### EXERCISE DATA

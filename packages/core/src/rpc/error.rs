//! Error types for upstream RPC calls

use thiserror::Error;

/// JSON-RPC code used by Solana nodes (and most providers) for "too many requests".
pub const CODE_RATE_LIMITED: i64 = -32005;
/// Node is behind the cluster tip.
pub const CODE_NODE_BEHIND: i64 = -32004;
/// Minimum context slot not reached.
pub const CODE_MIN_CONTEXT_SLOT: i64 = -32016;
/// Generic internal error, treated as an unhealthy node.
pub const CODE_INTERNAL: i64 = -32603;

/// Errors from calling an upstream RPC node through the pool
#[derive(Error, Debug, Clone, PartialEq)]
pub enum RpcError {
    #[error("Request timed out")]
    Timeout,

    #[error("Rate limit exceeded")]
    RateLimitExceeded,

    #[error("Node unhealthy: {0}")]
    NodeUnhealthy(String),

    #[error("Node behind: {0}")]
    NodeBehind(String),

    #[error("RPC error {code}: {message}")]
    Rpc { code: i64, message: String },

    #[error("Configuration error: {0}")]
    Configuration(String),

    #[error("Serialization error: {0}")]
    Serialization(String),

    #[error("Network error: {0}")]
    Network(String),

    #[error("No available endpoints")]
    NoAvailableEndpoints,

    #[error("Connection pool is closed")]
    PoolClosed,

    #[error("All {attempts} attempts failed, last error: {last}")]
    RetriesExhausted { attempts: u32, last: Box<RpcError> },
}

impl RpcError {
    /// `true` when the call may succeed on a different endpoint.
    pub fn is_retryable(&self) -> bool {
        matches!(
            self,
            Self::Timeout
                | Self::RateLimitExceeded
                | Self::NodeUnhealthy(_)
                | Self::NodeBehind(_)
                | Self::Network(_)
        )
    }

    /// Short label for logs and metrics.
    pub fn kind(&self) -> &'static str {
        match self {
            Self::Timeout => "timeout",
            Self::RateLimitExceeded => "rate_limited",
            Self::NodeUnhealthy(_) => "node_unhealthy",
            Self::NodeBehind(_) => "node_behind",
            Self::Rpc { .. } => "rpc_error",
            Self::Configuration(_) => "configuration",
            Self::Serialization(_) => "serialization",
            Self::Network(_) => "network",
            Self::NoAvailableEndpoints => "no_endpoints",
            Self::PoolClosed => "pool_closed",
            Self::RetriesExhausted { last, .. } => last.kind(),
        }
    }

    /// Classify a JSON-RPC error object returned by a node.
    pub fn from_rpc_error(code: i64, message: &str) -> Self {
        let lower = message.to_lowercase();
        match code {
            CODE_RATE_LIMITED => Self::RateLimitExceeded,
            CODE_NODE_BEHIND | CODE_MIN_CONTEXT_SLOT => Self::NodeBehind(message.to_string()),
            CODE_INTERNAL => Self::NodeUnhealthy(message.to_string()),
            _ if lower.contains("too many requests") || lower.contains("rate limit") => {
                Self::RateLimitExceeded
            }
            _ if lower.contains("behind") => Self::NodeBehind(message.to_string()),
            _ if lower.contains("unhealthy") => Self::NodeUnhealthy(message.to_string()),
            _ => Self::Rpc {
                code,
                message: message.to_string(),
            },
        }
    }

    /// Classify a non-success HTTP status from a node.
    pub fn from_http_status(status: u16) -> Self {
        match status {
            429 => Self::RateLimitExceeded,
            500..=599 => Self::NodeUnhealthy(format!("HTTP {}", status)),
            _ => Self::Network(format!("HTTP {}", status)),
        }
    }
}
//! SQLite connection pool and schema.
//!
//! The schema is applied on every start with `IF NOT EXISTS`, so opening
//! an existing database is a no-op. In-memory databases are limited to a
//! single connection; otherwise each pooled connection would see its own
//! empty database.

use std::str::FromStr;

use sqlx::sqlite::{SqliteConnectOptions, SqlitePoolOptions};
use sqlx::SqlitePool;

const SCHEMA: &[&str] = &[
    "CREATE TABLE IF NOT EXISTS response_cache (
        endpoint  TEXT NOT NULL,
        params    TEXT NOT NULL,
        data      TEXT NOT NULL,
        timestamp TEXT NOT NULL,
        ttl       INTEGER NOT NULL,
        PRIMARY KEY (endpoint, params)
    )",
    "CREATE INDEX IF NOT EXISTS idx_response_cache_timestamp ON response_cache (timestamp)",
    "CREATE TABLE IF NOT EXISTS network_status_history (
        id        INTEGER PRIMARY KEY AUTOINCREMENT,
        status    TEXT NOT NULL,
        timestamp TEXT NOT NULL,
        data      TEXT NOT NULL
    )",
    "CREATE INDEX IF NOT EXISTS idx_network_status_history_timestamp
        ON network_status_history (timestamp)",
    "CREATE TABLE IF NOT EXISTS mint_analytics_history (
        id                INTEGER PRIMARY KEY AUTOINCREMENT,
        blocks_param      INTEGER NOT NULL,
        new_mints_count   INTEGER NOT NULL,
        pump_tokens_count INTEGER NOT NULL,
        timestamp         TEXT NOT NULL,
        data              TEXT NOT NULL
    )",
    "CREATE INDEX IF NOT EXISTS idx_mint_analytics_history_timestamp
        ON mint_analytics_history (timestamp)",
    "CREATE TABLE IF NOT EXISTS pump_trending_history (
        id           INTEGER PRIMARY KEY AUTOINCREMENT,
        timeframe    TEXT NOT NULL,
        sort_metric  TEXT NOT NULL,
        tokens_count INTEGER NOT NULL,
        timestamp    TEXT NOT NULL,
        data         TEXT NOT NULL
    )",
    "CREATE INDEX IF NOT EXISTS idx_pump_trending_history_timestamp
        ON pump_trending_history (timestamp)",
    "CREATE TABLE IF NOT EXISTS rpc_nodes_history (
        id          INTEGER PRIMARY KEY AUTOINCREMENT,
        total_nodes INTEGER NOT NULL,
        timestamp   TEXT NOT NULL,
        data        TEXT NOT NULL
    )",
    "CREATE INDEX IF NOT EXISTS idx_rpc_nodes_history_timestamp
        ON rpc_nodes_history (timestamp)",
    "CREATE TABLE IF NOT EXISTS performance_history (
        id        INTEGER PRIMARY KEY AUTOINCREMENT,
        max_tps   REAL NOT NULL,
        avg_tps   REAL NOT NULL,
        timestamp TEXT NOT NULL,
        data      TEXT NOT NULL
    )",
    "CREATE INDEX IF NOT EXISTS idx_performance_history_timestamp
        ON performance_history (timestamp)",
];

/// Open (creating if missing) the database at `url` and apply the schema.
pub async fn create_pool(url: &str) -> Result<SqlitePool, sqlx::Error> {
    let options = SqliteConnectOptions::from_str(url)?.create_if_missing(true);

    let pool_options = if url.contains(":memory:") {
        SqlitePoolOptions::new()
            .max_connections(1)
            .idle_timeout(None)
            .max_lifetime(None)
    } else {
        SqlitePoolOptions::new().max_connections(5)
    };
    let pool = pool_options.connect_with(options).await?;

    apply_schema(&pool).await?;
    tracing::debug!("Database ready at {}", url);
    Ok(pool)
}

async fn apply_schema(pool: &SqlitePool) -> Result<(), sqlx::Error> {
    for statement in SCHEMA {
        sqlx::query(statement).execute(pool).await?;
    }
    Ok(())
}

#[cfg(test)]
mod tests {
    use super::*;
    use sqlx::Row;

    #[tokio::test]
    async fn schema_creates_all_tables() {
        let pool = create_pool("sqlite::memory:").await.unwrap();
        let rows = sqlx::query(
            "SELECT name FROM sqlite_master WHERE type = 'table' AND name NOT LIKE 'sqlite_%'",
        )
        .fetch_all(&pool)
        .await
        .unwrap();

        let mut names: Vec<String> = rows.iter().map(|r| r.get("name")).collect();
        names.sort();
        assert_eq!(
            names,
            vec![
                "mint_analytics_history",
                "network_status_history",
                "performance_history",
                "pump_trending_history",
                "response_cache",
                "rpc_nodes_history",
            ]
        );
    }

    #[tokio::test]
    async fn applying_schema_twice_is_harmless() {
        let pool = create_pool("sqlite::memory:").await.unwrap();
        assert!(apply_schema(&pool).await.is_ok());
    }
}
//! Candidate endpoint discovery.
//!
//! Candidates come from the configured seed list plus every RPC address
//! the cluster advertises through `getClusterNodes`. Each candidate is
//! probed with a handful of cheap read methods under a concurrency bound
//! and a per-call timeout; survivors are ranked by how many methods they
//! answered and then by average latency.

use std::sync::Arc;
use std::time::Duration;

use serde::{Deserialize, Serialize};
use serde_json::Value;
use tokio::sync::Semaphore;
use tokio::task::JoinSet;
use tokio::time::{self, Instant};

use super::error::RpcError;
use super::transport::RpcTransport;

/// Methods every usable endpoint must answer.
pub const PROBE_METHODS: &[&str] = &["getHealth", "getVersion", "getSlot"];

#[derive(Debug, Clone, Copy, PartialEq, Eq)]
pub enum DiscoveryMode {
    /// Every candidate, generous timeout.
    Full,
    /// Small candidate set, short timeout. Used for remediation.
    Quick,
}

impl DiscoveryMode {
    pub fn as_str(&self) -> &'static str {
        match self {
            Self::Full => "full_update",
            Self::Quick => "quick_update",
        }
    }

    fn probe_timeout(&self) -> Duration {
        match self {
            Self::Full => Duration::from_secs(5),
            Self::Quick => Duration::from_secs(2),
        }
    }

    fn max_candidates(&self) -> Option<usize> {
        match self {
            Self::Full => None,
            Self::Quick => Some(20),
        }
    }
}

#[derive(Debug, Clone)]
pub struct DiscoveryConfig {
    pub seed_endpoints: Vec<String>,
    pub probe_concurrency: usize,
    pub top_n: usize,
}

impl Default for DiscoveryConfig {
    fn default() -> Self {
        Self {
            seed_endpoints: Vec::new(),
            probe_concurrency: 10,
            top_n: 10,
        }
    }
}

/// Outcome of probing one candidate with [`PROBE_METHODS`].
#[derive(Debug, Clone, Serialize)]
pub struct ProbeOutcome {
    pub endpoint: String,
    pub methods_passed: usize,
    pub average_latency_ms: f64,
}

#[derive(Debug, Deserialize)]
struct ClusterNode {
    #[serde(default)]
    rpc: Option<String>,
}

pub struct EndpointDiscovery {
    transport: Arc<dyn RpcTransport>,
    config: DiscoveryConfig,
}

impl EndpointDiscovery {
    pub fn new(transport: Arc<dyn RpcTransport>, config: DiscoveryConfig) -> Self {
        Self { transport, config }
    }

    pub fn config(&self) -> &DiscoveryConfig {
        &self.config
    }

    /// Discover, probe, and rank. Returns at most `top_n` endpoints, best first.
    pub async fn discover(&self, known: &[String], mode: DiscoveryMode) -> Vec<String> {
        let mut candidates = self.candidates(known, mode).await;
        if let Some(max) = mode.max_candidates() {
            candidates.truncate(max);
        }

        tracing::info!(
            mode = mode.as_str(),
            candidates = candidates.len(),
            "probing candidate endpoints"
        );

        let outcomes = self.probe_all(candidates, mode.probe_timeout()).await;
        rank(outcomes, self.config.top_n)
    }

    /// Seeds, then the currently known endpoints, then anything the cluster
    /// advertises. De-duplicated, order preserved.
    pub async fn candidates(&self, known: &[String], mode: DiscoveryMode) -> Vec<String> {
        let mut candidates: Vec<String> = Vec::new();
        let mut push = |url: String| {
            let url = url.trim_end_matches('/').to_string();
            if !url.is_empty() && !candidates.contains(&url) {
                candidates.push(url);
            }
        };

        for url in self.config.seed_endpoints.iter().chain(known.iter()) {
            push(url.clone());
        }

        match self.cluster_rpc_addresses(known, mode.probe_timeout()).await {
            Ok(advertised) => {
                for url in advertised {
                    push(url);
                }
            }
            Err(err) => {
                tracing::warn!("cluster node listing unavailable: {}", err);
            }
        }

        candidates
    }

    /// Ask the known endpoints, in order, for the cluster's node list and
    /// collect the advertised RPC addresses.
    async fn cluster_rpc_addresses(
        &self,
        known: &[String],
        timeout: Duration,
    ) -> Result<Vec<String>, RpcError> {
        let mut last_error = RpcError::NoAvailableEndpoints;

        for source in known {
            let result = time::timeout(
                timeout,
                self.transport.send(source, "getClusterNodes", &Value::Null, timeout),
            )
            .await
            .unwrap_or(Err(RpcError::Timeout));

            match result {
                Ok(value) => return parse_cluster_nodes(value),
                Err(err) => {
                    tracing::debug!(endpoint = %source, "getClusterNodes failed: {}", err);
                    last_error = err;
                }
            }
        }

        Err(last_error)
    }

    async fn probe_all(&self, candidates: Vec<String>, timeout: Duration) -> Vec<ProbeOutcome> {
        let permits = Arc::new(Semaphore::new(self.config.probe_concurrency.max(1)));
        let mut probes = JoinSet::new();

        for url in candidates {
            let transport = Arc::clone(&self.transport);
            let permits = Arc::clone(&permits);
            probes.spawn(async move {
                let _permit = permits.acquire_owned().await.ok()?;
                Some(probe_endpoint(transport.as_ref(), url, timeout).await)
            });
        }

        let mut outcomes = Vec::new();
        while let Some(joined) = probes.join_next().await {
            match joined {
                Ok(Some(outcome)) => outcomes.push(outcome),
                Ok(None) => {}
                Err(err) => tracing::error!("probe task failed: {}", err),
            }
        }
        outcomes
    }
}

async fn probe_endpoint(transport: &dyn RpcTransport, url: String, timeout: Duration) -> ProbeOutcome {
    let mut passed = 0;
    let mut total_latency_ms = 0.0;

    for method in PROBE_METHODS {
        let started = Instant::now();
        let result = time::timeout(timeout, transport.send(&url, method, &Value::Null, timeout))
            .await
            .unwrap_or(Err(RpcError::Timeout));

        if result.is_ok() {
            passed += 1;
            total_latency_ms += started.elapsed().as_secs_f64() * 1000.0;
        }
    }

    ProbeOutcome {
        endpoint: url,
        methods_passed: passed,
        average_latency_ms: if passed > 0 {
            total_latency_ms / passed as f64
        } else {
            f64::INFINITY
        },
    }
}

/// Drop candidates that answered nothing, order by coverage then latency,
/// keep the first `top_n`.
pub fn rank(mut outcomes: Vec<ProbeOutcome>, top_n: usize) -> Vec<String> {
    outcomes.retain(|o| o.methods_passed > 0);
    outcomes.sort_by(|a, b| {
        b.methods_passed
            .cmp(&a.methods_passed)
            .then(a.average_latency_ms.total_cmp(&b.average_latency_ms))
    });
    outcomes
        .into_iter()
        .take(top_n)
        .map(|o| o.endpoint)
        .collect()
}

fn parse_cluster_nodes(value: Value) -> Result<Vec<String>, RpcError> {
    let nodes: Vec<ClusterNode> =
        serde_json::from_value(value).map_err(|err| RpcError::Serialization(err.to_string()))?;

    Ok(nodes
        .into_iter()
        .filter_map(|node| node.rpc)
        .map(|rpc| {
            if rpc.starts_with("http://") || rpc.starts_with("https://") {
                rpc
            } else {
                format!("http://{}", rpc)
            }
        })
        .collect())
}

#[cfg(test)]
mod tests {
    use super::*;
    use async_trait::async_trait;
    use serde_json::json;
    use std::collections::HashMap;

    /// Per-endpoint artificial latency; `None` means the endpoint is down.
    struct FakeCluster {
        latency: HashMap<String, Option<Duration>>,
        advertised: Value,
    }

    #[async_trait]
    impl RpcTransport for FakeCluster {
        async fn send(
            &self,
            url: &str,
            method: &str,
            _params: &Value,
            _timeout: Duration,
        ) -> Result<Value, RpcError> {
            match self.latency.get(url).copied().flatten() {
                Some(delay) => {
                    time::sleep(delay).await;
                    if method == "getClusterNodes" {
                        Ok(self.advertised.clone())
                    } else {
                        Ok(json!("ok"))
                    }
                }
                None => Err(RpcError::NodeUnhealthy("down".into())),
            }
        }
    }

    #[test]
    fn rank_prefers_coverage_then_latency() {
        let outcomes = vec![
            ProbeOutcome { endpoint: "slow-full".into(), methods_passed: 3, average_latency_ms: 400.0 },
            ProbeOutcome { endpoint: "fast-partial".into(), methods_passed: 2, average_latency_ms: 10.0 },
            ProbeOutcome { endpoint: "fast-full".into(), methods_passed: 3, average_latency_ms: 50.0 },
            ProbeOutcome { endpoint: "dead".into(), methods_passed: 0, average_latency_ms: f64::INFINITY },
        ];

        let ranked = rank(outcomes, 10);
        assert_eq!(ranked, vec!["fast-full", "slow-full", "fast-partial"]);
        assert_eq!(rank(Vec::new(), 3), Vec::<String>::new());
    }

    #[test]
    fn cluster_nodes_without_rpc_are_skipped() {
        let parsed = parse_cluster_nodes(json!([
            { "pubkey": "a", "rpc": "10.0.0.1:8899" },
            { "pubkey": "b", "rpc": null },
            { "pubkey": "c" },
            { "pubkey": "d", "rpc": "https://rpc.example.com" },
        ]))
        .unwrap();

        assert_eq!(parsed, vec!["http://10.0.0.1:8899", "https://rpc.example.com"]);
        assert!(parse_cluster_nodes(json!({ "unexpected": true })).is_err());
    }

    #[tokio::test(start_paused = true)]
    async fn discover_ranks_advertised_and_seed_endpoints() {
        let latency = HashMap::from([
            ("http://known".to_string(), Some(Duration::from_millis(200))),
            ("http://seed".to_string(), Some(Duration::from_millis(50))),
            ("http://10.0.0.1:8899".to_string(), Some(Duration::from_millis(10))),
            ("http://10.0.0.2:8899".to_string(), None),
        ]);
        let transport = Arc::new(FakeCluster {
            latency,
            advertised: json!([
                { "rpc": "10.0.0.1:8899" },
                { "rpc": "10.0.0.2:8899" },
            ]),
        });
        let discovery = EndpointDiscovery::new(
            transport,
            DiscoveryConfig {
                seed_endpoints: vec!["http://seed".into()],
                probe_concurrency: 2,
                top_n: 2,
            },
        );

        let ranked = discovery
            .discover(&["http://known".to_string()], DiscoveryMode::Full)
            .await;

        assert_eq!(ranked, vec!["http://10.0.0.1:8899", "http://seed"]);
    }
}
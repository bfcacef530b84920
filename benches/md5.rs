use textdigest::hash::md5::core::md5;
use textdigest::md5_hex;

use criterion::{Criterion, criterion_group, criterion_main};
use ::md5::{Digest, Md5};
use std::hint::black_box;

const PHRASE: &str = "The quick brown fox jumps over the lazy dog";

pub fn bench_md5(c: &mut Criterion) {
    c.bench_function("md5 64 bytes", |b| b.iter(|| md5(black_box(&[0u8; 64]))));

    c.bench_function("md5_hex phrase", |b| b.iter(|| md5_hex(black_box(PHRASE))));

    let text = "x".repeat(16 * 1024);
    c.bench_function("md5_hex 16 KiB", |b| b.iter(|| md5_hex(black_box(&text))));
}

pub fn bench_md5_ref(c: &mut Criterion) {
    c.bench_function("md-5::Md5 64 bytes", |b| {
        b.iter(|| {
            let mut hasher = Md5::new();
            hasher.update(black_box(&[0u8; 64]));
            let _ = hasher.finalize();
        })
    });
}

criterion_group!(benches, bench_md5, bench_md5_ref);
criterion_main!(benches);
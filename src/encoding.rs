//! Text-to-byte encoders
//!
//! Both digest engines operate on bytes, but their callers hold text. This
//! module turns text into the exact byte sequence each engine hashes.
//!
//! Text is seen as a sequence of UTF-16 code units, which is how the
//! hashing panel stores its input. Two encodings exist:
//!
//! - `Utf8`: code units are re-assembled into code points and emitted as
//!   UTF-8. This is what SHA-256 hashes.
//! - `LowByte`: every code unit is truncated to its low 8 bits. This is what
//!   MD5 hashes, so non-ASCII text does not match a conformant MD5 tool.
//!
//! For a `&str` (always well-formed) the `Utf8` encoding is exactly the
//! string's own bytes.

/// Byte encoding applied to text before hashing.
#[derive(Copy, Clone, Debug, PartialEq, Eq, Hash)]
pub enum TextEncoding {
    /// Standard UTF-8. Surrogate halves are paired without validation.
    Utf8,
    /// Low byte of each UTF-16 code unit.
    LowByte,
}

impl TextEncoding {
    /// Encodes a string.
    pub fn encode_str(self, text: &str) -> Vec<u8> {
        match self {
            TextEncoding::Utf8 => text.as_bytes().to_vec(),
            TextEncoding::LowByte => text.encode_utf16().map(|unit| unit as u8).collect(),
        }
    }

    /// Encodes raw UTF-16 code units, which may be ill-formed.
    pub fn encode_utf16(self, units: &[u16]) -> Vec<u8> {
        match self {
            TextEncoding::Utf8 => utf8_from_units(units),
            TextEncoding::LowByte => units.iter().map(|&unit| unit as u8).collect(),
        }
    }
}

/// Re-encodes UTF-16 code units as UTF-8.
///
/// Any unit in `0xD800..=0xDFFF` opens a surrogate pair and swallows the
/// following unit, whatever it is. A trailing opener pairs with zero. The
/// output for ill-formed input is therefore not valid UTF-8, but it is the
/// byte sequence the hashing panel digests.
pub fn utf8_from_units(units: &[u16]) -> Vec<u8> {
    let mut out = Vec::with_capacity(units.len() * 3);
    let mut i = 0;

    while i < units.len() {
        let code = units[i] as u32;

        if code < 0x80 {
            out.push(code as u8);
        } else if code < 0x800 {
            out.push(0xc0 | (code >> 6) as u8);
            out.push(0x80 | (code & 0x3f) as u8);
        } else if !(0xd800..0xe000).contains(&code) {
            out.push(0xe0 | (code >> 12) as u8);
            out.push(0x80 | ((code >> 6) & 0x3f) as u8);
            out.push(0x80 | (code & 0x3f) as u8);
        } else {
            i += 1;
            let low = units.get(i).copied().unwrap_or(0) as u32;
            let point = 0x10000 + (((code & 0x3ff) << 10) | (low & 0x3ff));

            out.push(0xf0 | (point >> 18) as u8);
            out.push(0x80 | ((point >> 12) & 0x3f) as u8);
            out.push(0x80 | ((point >> 6) & 0x3f) as u8);
            out.push(0x80 | (point & 0x3f) as u8);
        }

        i += 1;
    }

    out
}
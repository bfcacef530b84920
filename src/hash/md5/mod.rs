//! MD5 (RFC 1321)
//!
//! Same layering as SHA-256: `computations` holds the auxiliary functions
//! and the 64-step compression loop, `core` holds padding, block iteration
//! and the text entry points.
//!
//! MD5 is broken and is only here to be displayed next to SHA-256. Text is
//! hashed through the low-byte encoding, so digests of non-ASCII input do
//! not match conformant MD5 tools.

pub mod computations;
pub mod core;

/// Additive constants `floor(2^32 * abs(sin(i + 1)))`, precomputed.
pub const K: [u32; 64] = [
    0xd76aa478, 0xe8c7b756, 0x242070db, 0xc1bdceee, 0xf57c0faf, 0x4787c62a, 0xa8304613, 0xfd469501,
    0x698098d8, 0x8b44f7af, 0xffff5bb1, 0x895cd7be, 0x6b901122, 0xfd987193, 0xa679438e, 0x49b40821,
    0xf61e2562, 0xc040b340, 0x265e5a51, 0xe9b6c7aa, 0xd62f105d, 0x02441453, 0xd8a1e681, 0xe7d3fbc8,
    0x21e1cde6, 0xc33707d6, 0xf4d50d87, 0x455a14ed, 0xa9e3e905, 0xfcefa3f8, 0x676f02d9, 0x8d2a4c8a,
    0xfffa3942, 0x8771f681, 0x6d9d6122, 0xfde5380c, 0xa4beea44, 0x4bdecfa9, 0xf6bb4b60, 0xbebfbc70,
    0x289b7ec6, 0xeaa127fa, 0xd4ef3085, 0x04881d05, 0xd9d4d039, 0xe6db99e5, 0x1fa27cf8, 0xc4ac5665,
    0xf4292244, 0x432aff97, 0xab9423a7, 0xfc93a039, 0x655b59c3, 0x8f0ccc92, 0xffeff47d, 0x85845dd1,
    0x6fa87e4f, 0xfe2ce6e0, 0xa3014314, 0x4e0811a1, 0xf7537e82, 0xbd3af235, 0x2ad7d2bb, 0xeb86d391,
];

/// Left-rotation amount for each step.
pub const S: [u32; 64] = [
    7, 12, 17, 22, 7, 12, 17, 22, 7, 12, 17, 22, 7, 12, 17, 22, // round 1
    5, 9, 14, 20, 5, 9, 14, 20, 5, 9, 14, 20, 5, 9, 14, 20, // round 2
    4, 11, 16, 23, 4, 11, 16, 23, 4, 11, 16, 23, 4, 11, 16, 23, // round 3
    6, 10, 15, 21, 6, 10, 15, 21, 6, 10, 15, 21, 6, 10, 15, 21, // round 4
];

/// Initial state A, B, C, D.
pub const MD5_INIT: [u32; 4] = [0x67452301, 0xefcdab89, 0x98badcfe, 0x10325476];
use textdigest::hash::sha256::core::sha256;
use textdigest::sha256_hex;

use criterion::{Criterion, criterion_group, criterion_main};
use sha2::{Digest, Sha256};
use std::hint::black_box;

const PHRASE: &str = "The quick brown fox jumps over the lazy dog";

pub fn bench_sha256(c: &mut Criterion) {
    c.bench_function("sha256 64 bytes", |b| {
        b.iter(|| sha256(black_box(&[0u8; 64])))
    });

    c.bench_function("sha256_hex phrase", |b| b.iter(|| sha256_hex(black_box(PHRASE))));

    let text = "x".repeat(16 * 1024);
    c.bench_function("sha256_hex 16 KiB", |b| b.iter(|| sha256_hex(black_box(&text))));
}

pub fn bench_sha2_ref(c: &mut Criterion) {
    c.bench_function("sha2::Sha256 64 bytes", |b| {
        b.iter(|| {
            let mut hasher = Sha256::new();
            hasher.update(black_box(&[0u8; 64]));
            let _ = hasher.finalize();
        })
    });
}

criterion_group!(benches, bench_sha256, bench_sha2_ref);
criterion_main!(benches);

######

## YOUR OBJECTIVE
Across all the records above, how many lines hold the word "struct"? Answer with only that number.

## WRITTEN ANSWER
5